■ To do
Copy all lines in the data that contain the string "super".

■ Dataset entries
····················

//! One-time task completion. Every task is a two-state machine per user
//! (`incomplete -> complete`, one-way) and its reward must be credited
//! exactly once, no matter how many sessions race on the transition.
//!
//! The transition is an insert (or flag flip) guarded by a uniqueness
//! constraint; a conflict means some other call already completed the
//! task and is reported as `AlreadyCompleted`, never as an error and
//! never with a second credit. Record and credit share one transaction,
//! so a completion can't exist without its reward or vice versa.

use sea_orm::DbErr;
use sea_orm::sea_query::{Expr, OnConflict};

use crate::{
  entity::{phone_registration, quiz_completion, telegram_subscription, user},
  prelude::*,
  sv::ledger,
};

pub const QUIZ_QUESTIONS: u32 = 5;
pub const KEYWORD: &str = "talentsy";

#[derive(Debug, Clone, Copy, PartialEq, Eq)]
pub enum TaskKind {
  Quiz,
  Keyword,
  Telegram,
  Phone,
}

impl TaskKind {
  pub const fn reward(self) -> i64 {
    match self {
      Self::Quiz => 200,
      Self::Keyword => 100,
      Self::Telegram => 150,
      Self::Phone => 100,
    }
  }

  pub const fn name(self) -> &'static str {
    match self {
      Self::Quiz => "quiz",
      Self::Keyword => "keyword",
      Self::Telegram => "telegram",
      Self::Phone => "phone",
    }
  }

  pub fn parse(raw: &str) -> Option<Self> {
    match raw.trim().to_lowercase().as_str() {
      "quiz" => Some(Self::Quiz),
      "keyword" => Some(Self::Keyword),
      "telegram" => Some(Self::Telegram),
      "phone" => Some(Self::Phone),
      _ => None,
    }
  }
}

#[derive(Debug, Clone, Copy, PartialEq, Eq)]
pub enum TaskOutcome {
  Rewarded,
  AlreadyCompleted,
}

impl TaskOutcome {
  pub fn rewarded(self) -> bool {
    matches!(self, Self::Rewarded)
  }
}

pub struct Task<'a> {
  db: &'a DatabaseConnection,
}

impl<'a> Task<'a> {
  pub fn new(db: &'a DatabaseConnection) -> Self {
    Self { db }
  }

  /// Read-only completion check.
  pub async fn status(&self, tg_user_id: i64, kind: TaskKind) -> Result<bool> {
    let done = match kind {
      TaskKind::Quiz => quiz_completion::Entity::find_by_id(tg_user_id)
        .one(self.db)
        .await?
        .is_some(),
      TaskKind::Telegram => {
        telegram_subscription::Entity::find_by_id(tg_user_id)
          .one(self.db)
          .await?
          .is_some()
      }
      TaskKind::Phone => phone_registration::Entity::find_by_id(tg_user_id)
        .one(self.db)
        .await?
        .is_some(),
      TaskKind::Keyword => user::Entity::find_by_id(tg_user_id)
        .one(self.db)
        .await?
        .ok_or(Error::UserNotFound)?
        .keyword_completed,
    };
    Ok(done)
  }

  /// Proof: the user reached past the final question.
  pub async fn complete_quiz(
    &self,
    tg_user_id: i64,
    answered: u32,
  ) -> Result<TaskOutcome> {
    if answered < QUIZ_QUESTIONS {
      return Err(Error::QuizUnfinished);
    }
    self.claim_record(tg_user_id, TaskKind::Quiz).await
  }

  /// Proof: case-insensitive match against the secret word from the
  /// article. The completion flag lives on the user row; the flip is a
  /// conditional update so a repeated submit can't credit twice.
  pub async fn complete_keyword(
    &self,
    tg_user_id: i64,
    keyword: &str,
  ) -> Result<TaskOutcome> {
    if keyword.trim().to_lowercase() != KEYWORD {
      return Err(Error::WrongKeyword);
    }

    let txn = self.db.begin().await?;

    let res = user::Entity::update_many()
      .col_expr(user::Column::KeywordCompleted, Expr::value(true))
      .filter(user::Column::TgUserId.eq(tg_user_id))
      .filter(user::Column::KeywordCompleted.eq(false))
      .exec(&txn)
      .await?;

    let outcome = if res.rows_affected == 0 {
      if user::Entity::find_by_id(tg_user_id).one(&txn).await?.is_none() {
        return Err(Error::UserNotFound);
      }
      TaskOutcome::AlreadyCompleted
    } else {
      ledger::credit_on(&txn, tg_user_id, TaskKind::Keyword.reward()).await?;
      TaskOutcome::Rewarded
    };

    txn.commit().await?;
    Ok(outcome)
  }

  /// Caller must have verified channel membership via `getChatMember`
  /// first; this only performs the idempotent claim.
  pub async fn complete_subscription(
    &self,
    tg_user_id: i64,
  ) -> Result<TaskOutcome> {
    self.claim_record(tg_user_id, TaskKind::Telegram).await
  }

  /// Proof: 11 digits after normalization. The phone number itself is
  /// stored on every call; the reward is claimed at most once.
  pub async fn complete_phone(
    &self,
    tg_user_id: i64,
    phone: &str,
  ) -> Result<TaskOutcome> {
    let digits = utils::normalize_phone(phone).ok_or(Error::InvalidPhone)?;

    let txn = self.db.begin().await?;

    let res = user::Entity::update_many()
      .col_expr(user::Column::PhoneNumber, Expr::value(digits))
      .filter(user::Column::TgUserId.eq(tg_user_id))
      .exec(&txn)
      .await?;
    if res.rows_affected == 0 {
      return Err(Error::UserNotFound);
    }

    let outcome = claim_on(&txn, tg_user_id, TaskKind::Phone).await?;
    txn.commit().await?;
    Ok(outcome)
  }

  async fn claim_record(
    &self,
    tg_user_id: i64,
    kind: TaskKind,
  ) -> Result<TaskOutcome> {
    let txn = self.db.begin().await?;
    let outcome = claim_on(&txn, tg_user_id, kind).await?;
    txn.commit().await?;
    Ok(outcome)
  }

  /// Admin escape hatch: drop the completion and reclaim the reward.
  /// Returns false when there was nothing to revoke.
  pub async fn revoke(&self, tg_user_id: i64, kind: TaskKind) -> Result<bool> {
    let txn = self.db.begin().await?;

    let removed = match kind {
      TaskKind::Quiz => {
        quiz_completion::Entity::delete_by_id(tg_user_id)
          .exec(&txn)
          .await?
          .rows_affected
      }
      TaskKind::Telegram => {
        telegram_subscription::Entity::delete_by_id(tg_user_id)
          .exec(&txn)
          .await?
          .rows_affected
      }
      TaskKind::Phone => {
        phone_registration::Entity::delete_by_id(tg_user_id)
          .exec(&txn)
          .await?
          .rows_affected
      }
      TaskKind::Keyword => {
        user::Entity::update_many()
          .col_expr(user::Column::KeywordCompleted, Expr::value(false))
          .filter(user::Column::TgUserId.eq(tg_user_id))
          .filter(user::Column::KeywordCompleted.eq(true))
          .exec(&txn)
          .await?
          .rows_affected
      }
    };

    if removed == 0 {
      return Ok(false);
    }

    ledger::credit_on(&txn, tg_user_id, -kind.reward()).await?;
    txn.commit().await?;

    warn!(tg_user_id, task = kind.name(), "admin revoked task completion");
    Ok(true)
  }
}

/// Insert-once claim: a conflicted insert is a no-op success and the
/// reward is skipped.
async fn claim_on<C: ConnectionTrait>(
  conn: &C,
  tg_user_id: i64,
  kind: TaskKind,
) -> Result<TaskOutcome> {
  let now = Utc::now().naive_utc();

  let inserted = match kind {
    TaskKind::Quiz => {
      quiz_completion::Entity::insert(quiz_completion::ActiveModel {
        tg_user_id: Set(tg_user_id),
        completed_at: Set(now),
      })
      .on_conflict(
        OnConflict::column(quiz_completion::Column::TgUserId)
          .do_nothing()
          .to_owned(),
      )
      .exec(conn)
      .await
      .map(|_| ())
    }
    TaskKind::Telegram => {
      telegram_subscription::Entity::insert(
        telegram_subscription::ActiveModel {
          tg_user_id: Set(tg_user_id),
          subscribed_at: Set(now),
        },
      )
      .on_conflict(
        OnConflict::column(telegram_subscription::Column::TgUserId)
          .do_nothing()
          .to_owned(),
      )
      .exec(conn)
      .await
      .map(|_| ())
    }
    TaskKind::Phone => {
      phone_registration::Entity::insert(phone_registration::ActiveModel {
        tg_user_id: Set(tg_user_id),
        created_at: Set(now),
      })
      .on_conflict(
        OnConflict::column(phone_registration::Column::TgUserId)
          .do_nothing()
          .to_owned(),
      )
      .exec(conn)
      .await
      .map(|_| ())
    }
    TaskKind::Keyword => {
      return Err(Error::Internal(
        "keyword completion is tracked on the user row".into(),
      ));
    }
  };

  match inserted {
    Ok(_) => {
      ledger::credit_on(conn, tg_user_id, kind.reward()).await?;
      Ok(TaskOutcome::Rewarded)
    }
    Err(DbErr::RecordNotInserted) => Ok(TaskOutcome::AlreadyCompleted),
    Err(err) => Err(err.into()),
  }
}

#[cfg(test)]
mod tests {
  use super::*;
  use crate::sv::{
    Ledger,
    testing::{seed_user, setup_test_db},
  };

  #[tokio::test]
  async fn quiz_rewarded_exactly_once() {
    let db = setup_test_db().await;
    seed_user(&db, 1).await;
    let sv = Task::new(&db);

    assert!(!sv.status(1, TaskKind::Quiz).await.unwrap());

    let first = sv.complete_quiz(1, QUIZ_QUESTIONS).await.unwrap();
    assert_eq!(first, TaskOutcome::Rewarded);

    // repeated click / second tab
    let second = sv.complete_quiz(1, QUIZ_QUESTIONS).await.unwrap();
    assert_eq!(second, TaskOutcome::AlreadyCompleted);

    assert!(sv.status(1, TaskKind::Quiz).await.unwrap());
    assert_eq!(Ledger::new(&db).balance(1).await.unwrap(), 200);
  }

  #[tokio::test]
  async fn unfinished_quiz_is_rejected() {
    let db = setup_test_db().await;
    seed_user(&db, 1).await;
    let sv = Task::new(&db);

    let err = sv.complete_quiz(1, QUIZ_QUESTIONS - 1).await.unwrap_err();
    assert!(matches!(err, Error::QuizUnfinished));
    assert_eq!(Ledger::new(&db).balance(1).await.unwrap(), 0);
  }

  #[tokio::test]
  async fn keyword_is_case_insensitive_and_one_shot() {
    let db = setup_test_db().await;
    seed_user(&db, 1).await;
    let sv = Task::new(&db);

    assert!(matches!(
      sv.complete_keyword(1, "wrong").await,
      Err(Error::WrongKeyword)
    ));

    let first = sv.complete_keyword(1, "  TaLeNtSy ").await.unwrap();
    assert_eq!(first, TaskOutcome::Rewarded);
    assert_eq!(Ledger::new(&db).balance(1).await.unwrap(), 100);

    let again = sv.complete_keyword(1, "talentsy").await.unwrap();
    assert_eq!(again, TaskOutcome::AlreadyCompleted);
    assert_eq!(Ledger::new(&db).balance(1).await.unwrap(), 100);
    assert!(sv.status(1, TaskKind::Keyword).await.unwrap());
  }

  #[tokio::test]
  async fn subscription_claim_is_idempotent() {
    let db = setup_test_db().await;
    seed_user(&db, 1).await;
    let sv = Task::new(&db);

    assert_eq!(
      sv.complete_subscription(1).await.unwrap(),
      TaskOutcome::Rewarded
    );
    assert_eq!(
      sv.complete_subscription(1).await.unwrap(),
      TaskOutcome::AlreadyCompleted
    );
    assert_eq!(Ledger::new(&db).balance(1).await.unwrap(), 150);
  }

  #[tokio::test]
  async fn phone_reward_once_number_editable() {
    let db = setup_test_db().await;
    seed_user(&db, 1).await;
    let sv = Task::new(&db);

    assert!(matches!(
      sv.complete_phone(1, "12345").await,
      Err(Error::InvalidPhone)
    ));

    let first = sv.complete_phone(1, "+7 (912) 345-67-89").await.unwrap();
    assert_eq!(first, TaskOutcome::Rewarded);

    // number edit after the reward: stored, not paid again
    let second = sv.complete_phone(1, "+7 (999) 111-22-33").await.unwrap();
    assert_eq!(second, TaskOutcome::AlreadyCompleted);

    let user = crate::sv::User::new(&db).by_id(1).await.unwrap().unwrap();
    assert_eq!(user.phone_number.as_deref(), Some("79991112233"));
    assert_eq!(user.points, 100);
  }

  #[tokio::test]
  async fn revoke_reclaims_reward() {
    let db = setup_test_db().await;
    seed_user(&db, 1).await;
    let sv = Task::new(&db);

    sv.complete_quiz(1, QUIZ_QUESTIONS).await.unwrap();
    assert_eq!(Ledger::new(&db).balance(1).await.unwrap(), 200);

    assert!(sv.revoke(1, TaskKind::Quiz).await.unwrap());
    assert!(!sv.status(1, TaskKind::Quiz).await.unwrap());
    assert_eq!(Ledger::new(&db).balance(1).await.unwrap(), 0);

    assert!(!sv.revoke(1, TaskKind::Quiz).await.unwrap());
  }

  #[test]
  fn task_kind_parse() {
    assert_eq!(TaskKind::parse(" Quiz "), Some(TaskKind::Quiz));
    assert_eq!(TaskKind::parse("telegram"), Some(TaskKind::Telegram));
    assert_eq!(TaskKind::parse("nope"), None);
  }
}
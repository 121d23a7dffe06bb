use sea_orm::entity::prelude::*;
use serde::{Deserialize, Serialize};

/// One exchange per (user, prize), enforced by the composite key.
#[derive(Clone, Debug, PartialEq, DeriveEntityModel, Serialize, Deserialize)]
#[sea_orm(table_name = "prize_exchanges")]
pub struct Model {
  #[sea_orm(primary_key, auto_increment = false)]
  pub tg_user_id: i64,
  #[sea_orm(primary_key, auto_increment = false)]
  pub prize_id: i32,
  pub prize_name: String,
  pub points_spent: i64,
  pub bot_url: String,
  pub created_at: DateTime,
}

#[derive(Copy, Clone, Debug, EnumIter, DeriveRelation)]
pub enum Relation {
  #[sea_orm(
    belongs_to = "super::user::Entity",
    from = "Column::TgUserId",
    to = "super::user::Column::TgUserId"
  )]
  User,
}

impl Related<super::user::Entity> for Entity {
  fn to() -> RelationDef {
    Relation::User.def()
  }
}

impl ActiveModelBehavior for ActiveModel {}
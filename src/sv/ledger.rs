//! Point ledger. Balances move only through the column-expression updates
//! below: the increment happens inside the database, so concurrent
//! sessions can never lose updates, and the guarded debit makes a
//! negative balance unrepresentable on validated paths.

use sea_orm::sea_query::Expr;

use crate::{entity::user, prelude::*};

pub struct Ledger<'a> {
  db: &'a DatabaseConnection,
}

impl<'a> Ledger<'a> {
  pub fn new(db: &'a DatabaseConnection) -> Self {
    Self { db }
  }

  pub async fn balance(&self, tg_user_id: i64) -> Result<i64> {
    let user = user::Entity::find_by_id(tg_user_id)
      .one(self.db)
      .await?
      .ok_or(Error::UserNotFound)?;
    Ok(user.points)
  }

  pub async fn credit(&self, tg_user_id: i64, delta: i64) -> Result<()> {
    credit_on(self.db, tg_user_id, delta).await
  }
}

/// `points += delta` as a single atomic update; `conn` may be a live
/// transaction so reward crediting commits together with its record.
pub(crate) async fn credit_on<C: ConnectionTrait>(
  conn: &C,
  tg_user_id: i64,
  delta: i64,
) -> Result<()> {
  let res = user::Entity::update_many()
    .col_expr(user::Column::Points, Expr::col(user::Column::Points).add(delta))
    .filter(user::Column::TgUserId.eq(tg_user_id))
    .exec(conn)
    .await?;

  if res.rows_affected == 0 {
    return Err(Error::UserNotFound);
  }
  Ok(())
}

/// `points -= cost`, guarded by `points >= cost` in the same statement.
/// Zero affected rows means insufficient funds (or no such user).
pub(crate) async fn debit_on<C: ConnectionTrait>(
  conn: &C,
  tg_user_id: i64,
  cost: i64,
) -> Result<()> {
  let res = user::Entity::update_many()
    .col_expr(user::Column::Points, Expr::col(user::Column::Points).sub(cost))
    .filter(user::Column::TgUserId.eq(tg_user_id))
    .filter(user::Column::Points.gte(cost))
    .exec(conn)
    .await?;

  if res.rows_affected == 0 {
    let have = user::Entity::find_by_id(tg_user_id)
      .one(conn)
      .await?
      .ok_or(Error::UserNotFound)?
      .points;
    return Err(Error::InsufficientPoints { have, need: cost });
  }
  Ok(())
}

#[cfg(test)]
mod tests {
  use super::*;
  use crate::sv::testing::{seed_user, setup_test_db};

  #[tokio::test]
  async fn credit_and_balance() {
    let db = setup_test_db().await;
    seed_user(&db, 1).await;
    let ledger = Ledger::new(&db);

    ledger.credit(1, 150).await.unwrap();
    ledger.credit(1, 50).await.unwrap();

    assert_eq!(ledger.balance(1).await.unwrap(), 200);
  }

  #[tokio::test]
  async fn debit_rejects_overdraft() {
    let db = setup_test_db().await;
    seed_user(&db, 1).await;
    let ledger = Ledger::new(&db);

    ledger.credit(1, 100).await.unwrap();

    let err = debit_on(&db, 1, 101).await.unwrap_err();
    assert!(matches!(
      err,
      Error::InsufficientPoints { have: 100, need: 101 }
    ));
    assert_eq!(ledger.balance(1).await.unwrap(), 100);

    debit_on(&db, 1, 100).await.unwrap();
    assert_eq!(ledger.balance(1).await.unwrap(), 0);
  }

  #[tokio::test]
  async fn credit_unknown_user_fails() {
    let db = setup_test_db().await;
    let ledger = Ledger::new(&db);

    assert!(matches!(
      ledger.credit(404, 10).await,
      Err(Error::UserNotFound)
    ));
  }
}
use sea_orm_migration::prelude::*;

use super::m20250401_000001_create_users::Users;

#[derive(DeriveMigrationName)]
pub struct Migration;

#[async_trait::async_trait]
impl MigrationTrait for Migration {
  async fn up(&self, manager: &SchemaManager) -> Result<(), DbErr> {
    manager
      .create_table(
        Table::create()
          .table(QuizCompletions::Table)
          .if_not_exists()
          .col(
            ColumnDef::new(QuizCompletions::TgUserId)
              .big_integer()
              .not_null()
              .primary_key(),
          )
          .col(
            ColumnDef::new(QuizCompletions::CompletedAt).date_time().not_null(),
          )
          .foreign_key(
            ForeignKey::create()
              .name("fk_quiz_completions_user")
              .from(QuizCompletions::Table, QuizCompletions::TgUserId)
              .to(Users::Table, Users::TgUserId)
              .on_delete(ForeignKeyAction::Cascade),
          )
          .to_owned(),
      )
      .await
  }

  async fn down(&self, manager: &SchemaManager) -> Result<(), DbErr> {
    manager
      .drop_table(Table::drop().table(QuizCompletions::Table).to_owned())
      .await
  }
}

#[derive(DeriveIden)]
pub enum QuizCompletions {
  Table,
  TgUserId,
  CompletedAt,
}
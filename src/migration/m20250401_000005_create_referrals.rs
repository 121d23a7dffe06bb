use sea_orm_migration::prelude::*;

use super::m20250401_000001_create_users::Users;

#[derive(DeriveMigrationName)]
pub struct Migration;

#[async_trait::async_trait]
impl MigrationTrait for Migration {
  async fn up(&self, manager: &SchemaManager) -> Result<(), DbErr> {
    // referred_id is the primary key: a user can be referred at most once,
    // and concurrent inserts resolve to first-wins at the storage layer
    manager
      .create_table(
        Table::create()
          .table(Referrals::Table)
          .if_not_exists()
          .col(
            ColumnDef::new(Referrals::ReferredId)
              .big_integer()
              .not_null()
              .primary_key(),
          )
          .col(ColumnDef::new(Referrals::ReferrerId).big_integer().not_null())
          .col(ColumnDef::new(Referrals::CreatedAt).date_time().not_null())
          .foreign_key(
            ForeignKey::create()
              .name("fk_referrals_referrer")
              .from(Referrals::Table, Referrals::ReferrerId)
              .to(Users::Table, Users::TgUserId)
              .on_delete(ForeignKeyAction::Cascade),
          )
          .to_owned(),
      )
      .await?;

    manager
      .create_index(
        Index::create()
          .name("idx_referrals_referrer")
          .table(Referrals::Table)
          .col(Referrals::ReferrerId)
          .to_owned(),
      )
      .await
  }

  async fn down(&self, manager: &SchemaManager) -> Result<(), DbErr> {
    manager.drop_table(Table::drop().table(Referrals::Table).to_owned()).await
  }
}

#[derive(DeriveIden)]
pub enum Referrals {
  Table,
  ReferredId,
  ReferrerId,
  CreatedAt,
}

····················

■ Expected answer
  use super::*;
    belongs_to = "super::user::Entity",
    to = "super::user::Column::TgUserId"
impl Related<super::user::Entity> for Entity {
  use super::*;
use super::m20250401_000001_create_users::Users;
use super::m20250401_000001_create_users::Users;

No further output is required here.